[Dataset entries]
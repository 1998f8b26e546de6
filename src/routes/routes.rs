//! Route table.
//!
//! - **Storage API** (`/api/v1/storage`)
//!   - `POST /upload`, `/upload/stage`, `/upload/commit`: public uploads
//!   - `POST /secret/upload`, `/secret/upload/stage`, `/secret/upload/commit`: private uploads
//!   - `GET  /download/{file_id}`: signed link (redirect, or JSON with `silent=true`)
//!   - `GET  /download/request/{file_id}`: issue the share password
//!   - `POST /secret`, `PUT /secret/retrieve`, `PUT /secret/pin`: secrets
//! - **Progress**: `GET /api/v1/progress/{session_id}` (server-sent events)
//! - **Share**: `GET /share/download/{file_id}`
//! - **Blobs**: `GET /blobs/{*path}` behind a signed link
//! - **Health**: `GET /healthz`, `GET /readyz`

use crate::{
    handlers::{
        health_handlers::{healthz, readyz},
        progress_handlers::progress,
        secret_handlers::{create_secret, reset_pin_code, retrieve_secret},
        share_handlers::{file_info, read_blob},
        storage_handlers::{
            commit_chunk, commit_chunk_with_secret, download, request_download, upload,
            upload_chunk, upload_chunk_with_secret, upload_with_secret,
        },
    },
    state::AppState,
};
use axum::{
    Router,
    extract::DefaultBodyLimit,
    routing::{get, post, put},
};

/// Build the application router. Upload routes accept bodies up to
/// `upload_limit` bytes.
pub fn routes(upload_limit: usize) -> Router<AppState> {
    let uploads = Router::new()
        .route("/upload", post(upload))
        .route("/upload/stage", post(upload_chunk))
        .route("/secret/upload", post(upload_with_secret))
        .route("/secret/upload/stage", post(upload_chunk_with_secret))
        .layer(DefaultBodyLimit::max(upload_limit));

    let storage = Router::new()
        .merge(uploads)
        .route("/upload/commit", post(commit_chunk))
        .route("/secret/upload/commit", post(commit_chunk_with_secret))
        .route("/download/{file_id}", get(download))
        .route("/download/request/{file_id}", get(request_download))
        .route("/secret", post(create_secret))
        .route("/secret/retrieve", put(retrieve_secret))
        .route("/secret/pin", put(reset_pin_code));

    let api = Router::new()
        .nest("/storage", storage)
        .route("/progress/{session_id}", get(progress));

    Router::new()
        // health endpoints (mounted at root)
        .route("/healthz", get(healthz))
        .route("/readyz", get(readyz))
        .nest("/api/v1", api)
        .route("/share/download/{file_id}", get(file_info))
        .route("/blobs/{*path}", get(read_blob))
}
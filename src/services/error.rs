use thiserror::Error;

use crate::services::blob_gateway::BlobError;

/// Every failure a gateway operation can report to its caller.
#[derive(Debug, Error)]
pub enum ServiceError {
    #[error("{0}")]
    InvalidArgument(String),
    #[error("{0}")]
    Unauthorized(String),
    #[error("{0}")]
    PermissionDenied(String),
    #[error("{0}")]
    NotFound(String),
    #[error("{0}")]
    Conflict(String),
    #[error("file size too large (max: {max_mb}MB)")]
    PayloadTooLarge { max_mb: u64 },
    #[error(transparent)]
    Upstream(#[from] UpstreamError),
}

/// Failures of the blob store or the metadata store, passed through as-is.
#[derive(Debug, Error)]
pub enum UpstreamError {
    #[error("metadata store: {0}")]
    Database(#[from] sqlx::Error),
    #[error("blob store: {0}")]
    Blob(#[from] BlobError),
    #[error("password hashing: {0}")]
    Hash(#[from] bcrypt::BcryptError),
    #[error("background task: {0}")]
    Join(#[from] tokio::task::JoinError),
}

pub type ServiceResult<T> = Result<T, ServiceError>;

impl ServiceError {
    pub fn invalid(msg: impl Into<String>) -> Self {
        Self::InvalidArgument(msg.into())
    }

    pub fn unauthorized(msg: impl Into<String>) -> Self {
        Self::Unauthorized(msg.into())
    }

    pub fn denied() -> Self {
        Self::PermissionDenied("permission denied".into())
    }

    pub fn not_found(msg: impl Into<String>) -> Self {
        Self::NotFound(msg.into())
    }
}

impl From<sqlx::Error> for ServiceError {
    fn from(err: sqlx::Error) -> Self {
        Self::Upstream(UpstreamError::Database(err))
    }
}

impl From<BlobError> for ServiceError {
    fn from(err: BlobError) -> Self {
        match err {
            // The caller named blocks that were never staged.
            BlobError::InvalidBlockList(msg) => Self::InvalidArgument(msg),
            BlobError::Body(err) => Self::InvalidArgument(format!("could not read upload: {err}")),
            other => Self::Upstream(UpstreamError::Blob(other)),
        }
    }
}

impl From<bcrypt::BcryptError> for ServiceError {
    fn from(err: bcrypt::BcryptError) -> Self {
        Self::Upstream(UpstreamError::Hash(err))
    }
}

impl From<tokio::task::JoinError> for ServiceError {
    fn from(err: tokio::task::JoinError) -> Self {
        Self::Upstream(UpstreamError::Join(err))
    }
}
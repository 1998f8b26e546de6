use axum::{
    extract::{Path, State},
    response::sse::{Event, KeepAlive, Sse},
};
use futures::Stream;
use std::convert::Infallible;
use tracing::debug;

use crate::state::AppState;

/// `GET /api/v1/progress/{session_id}`
///
/// Server-sent events carrying upload progress for one session. The
/// session is registered for as long as the client stays connected, and the
/// stream ends after reaching 100%.
pub async fn progress(
    State(state): State<AppState>,
    Path(session_id): Path<String>,
) -> Sse<impl Stream<Item = Result<Event, Infallible>>> {
    debug!(session_id = %session_id, "progress subscriber connected");
    let subscription = state.progress.subscribe(session_id);

    let events = futures::stream::unfold(Some(subscription), |subscription| async move {
        let mut subscription = subscription?;
        let percentage = subscription.recv().await?;
        let event = Event::default()
            .event("progress")
            .data(format!("{percentage:.2}"));
        let next = (percentage < 100.0).then_some(subscription);
        Some((Ok(event), next))
    });

    Sse::new(events).keep_alive(KeepAlive::default())
}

● **Your goal**: Every record here must be output exactly, word for word.

● **Final answer**:
repository 1998f8b26e546de6
filename src/routes/routes.rs
//! Route table.
//!
//! - **Storage API** (`/api/v1/storage`)
//!   - `POST /upload`, `/upload/stage`, `/upload/commit`: public uploads
//!   - `POST /secret/upload`, `/secret/upload/stage`, `/secret/upload/commit`: private uploads
//!   - `GET  /download/{file_id}`: signed link (redirect, or JSON with `silent=true`)
//!   - `GET  /download/request/{file_id}`: issue the share password
//!   - `POST /secret`, `PUT /secret/retrieve`, `PUT /secret/pin`: secrets
//! - **Progress**: `GET /api/v1/progress/{session_id}` (server-sent events)
//! - **Share**: `GET /share/download/{file_id}`
//! - **Blobs**: `GET /blobs/{*path}` behind a signed link
//! - **Health**: `GET /healthz`, `GET /readyz`

use crate::{
    handlers::{
        health_handlers::{healthz, readyz},
        progress_handlers::progress,
        secret_handlers::{create_secret, reset_pin_code, retrieve_secret},
        share_handlers::{file_info, read_blob},
        storage_handlers::{
            commit_chunk, commit_chunk_with_secret, download, request_download, upload,
            upload_chunk, upload_chunk_with_secret, upload_with_secret,
        },
    },
    state::AppState,
};
use axum::{
    Router,
    extract::DefaultBodyLimit,
    routing::{get, post, put},
};

/// Build the application router. Upload routes accept bodies up to
/// `upload_limit` bytes.
pub fn routes(upload_limit: usize) -> Router<AppState> {
    let uploads = Router::new()
        .route("/upload", post(upload))
        .route("/upload/stage", post(upload_chunk))
        .route("/secret/upload", post(upload_with_secret))
        .route("/secret/upload/stage", post(upload_chunk_with_secret))
        .layer(DefaultBodyLimit::max(upload_limit));

    let storage = Router::new()
        .merge(uploads)
        .route("/upload/commit", post(commit_chunk))
        .route("/secret/upload/commit", post(commit_chunk_with_secret))
        .route("/download/{file_id}", get(download))
        .route("/download/request/{file_id}", get(request_download))
        .route("/secret", post(create_secret))
        .route("/secret/retrieve", put(retrieve_secret))
        .route("/secret/pin", put(reset_pin_code));

    let api = Router::new()
        .nest("/storage", storage)
        .route("/progress/{session_id}", get(progress));

    Router::new()
        // health endpoints (mounted at root)
        .route("/healthz", get(healthz))
        .route("/readyz", get(readyz))
        .nest("/api/v1", api)
        .route("/share/download/{file_id}", get(file_info))
        .route("/blobs/{*path}", get(read_blob))
}
filename src/services/error.rs
use thiserror::Error;

use crate::services::blob_gateway::BlobError;

/// Every failure a gateway operation can report to its caller.
#[derive(Debug, Error)]
pub enum ServiceError {
    #[error("{0}")]
    InvalidArgument(String),
    #[error("{0}")]
    Unauthorized(String),
    #[error("{0}")]
    PermissionDenied(String),
    #[error("{0}")]
    NotFound(String),
    #[error("{0}")]
    Conflict(String),
    #[error("file size too large (max: {max_mb}MB)")]
    PayloadTooLarge { max_mb: u64 },
    #[error(transparent)]
    Upstream(#[from] UpstreamError),
}

/// Failures of the blob store or the metadata store, passed through as-is.
#[derive(Debug, Error)]
pub enum UpstreamError {
    #[error("metadata store: {0}")]
    Database(#[from] sqlx::Error),
    #[error("blob store: {0}")]
    Blob(#[from] BlobError),
    #[error("password hashing: {0}")]
    Hash(#[from] bcrypt::BcryptError),
    #[error("background task: {0}")]
    Join(#[from] tokio::task::JoinError),
}

pub type ServiceResult<T> = Result<T, ServiceError>;

impl ServiceError {
    pub fn invalid(msg: impl Into<String>) -> Self {
        Self::InvalidArgument(msg.into())
    }

    pub fn unauthorized(msg: impl Into<String>) -> Self {
        Self::Unauthorized(msg.into())
    }

    pub fn denied() -> Self {
        Self::PermissionDenied("permission denied".into())
    }

    pub fn not_found(msg: impl Into<String>) -> Self {
        Self::NotFound(msg.into())
    }
}

impl From<sqlx::Error> for ServiceError {
    fn from(err: sqlx::Error) -> Self {
        Self::Upstream(UpstreamError::Database(err))
    }
}

impl From<BlobError> for ServiceError {
    fn from(err: BlobError) -> Self {
        match err {
            // The caller named blocks that were never staged.
            BlobError::InvalidBlockList(msg) => Self::InvalidArgument(msg),
            BlobError::Body(err) => Self::InvalidArgument(format!("could not read upload: {err}")),
            other => Self::Upstream(UpstreamError::Blob(other)),
        }
    }
}

impl From<bcrypt::BcryptError> for ServiceError {
    fn from(err: bcrypt::BcryptError) -> Self {
        Self::Upstream(UpstreamError::Hash(err))
    }
}

impl From<tokio::task::JoinError> for ServiceError {
    fn from(err: tokio::task::JoinError) -> Self {
        Self::Upstream(UpstreamError::Join(err))
    }
}
repository 1998f8b26e546de6
use axum::{
    extract::{Path, State},
    response::sse::{Event, KeepAlive, Sse},
};
use futures::Stream;
use std::convert::Infallible;
use tracing::debug;

use crate::state::AppState;

/// `GET /api/v1/progress/{session_id}`
///
/// Server-sent events carrying upload progress for one session. The
/// session is registered for as long as the client stays connected, and the
/// stream ends after reaching 100%.
pub async fn progress(
    State(state): State<AppState>,
    Path(session_id): Path<String>,
) -> Sse<impl Stream<Item = Result<Event, Infallible>>> {
    debug!(session_id = %session_id, "progress subscriber connected");
    let subscription = state.progress.subscribe(session_id);

    let events = futures::stream::unfold(Some(subscription), |subscription| async move {
        let mut subscription = subscription?;
        let percentage = subscription.recv().await?;
        let event = Event::default()
            .event("progress")
            .data(format!("{percentage:.2}"));
        let next = (percentage < 100.0).then_some(subscription);
        Some((Ok(event), next))
    });

    Sse::new(events).keep_alive(KeepAlive::default())
}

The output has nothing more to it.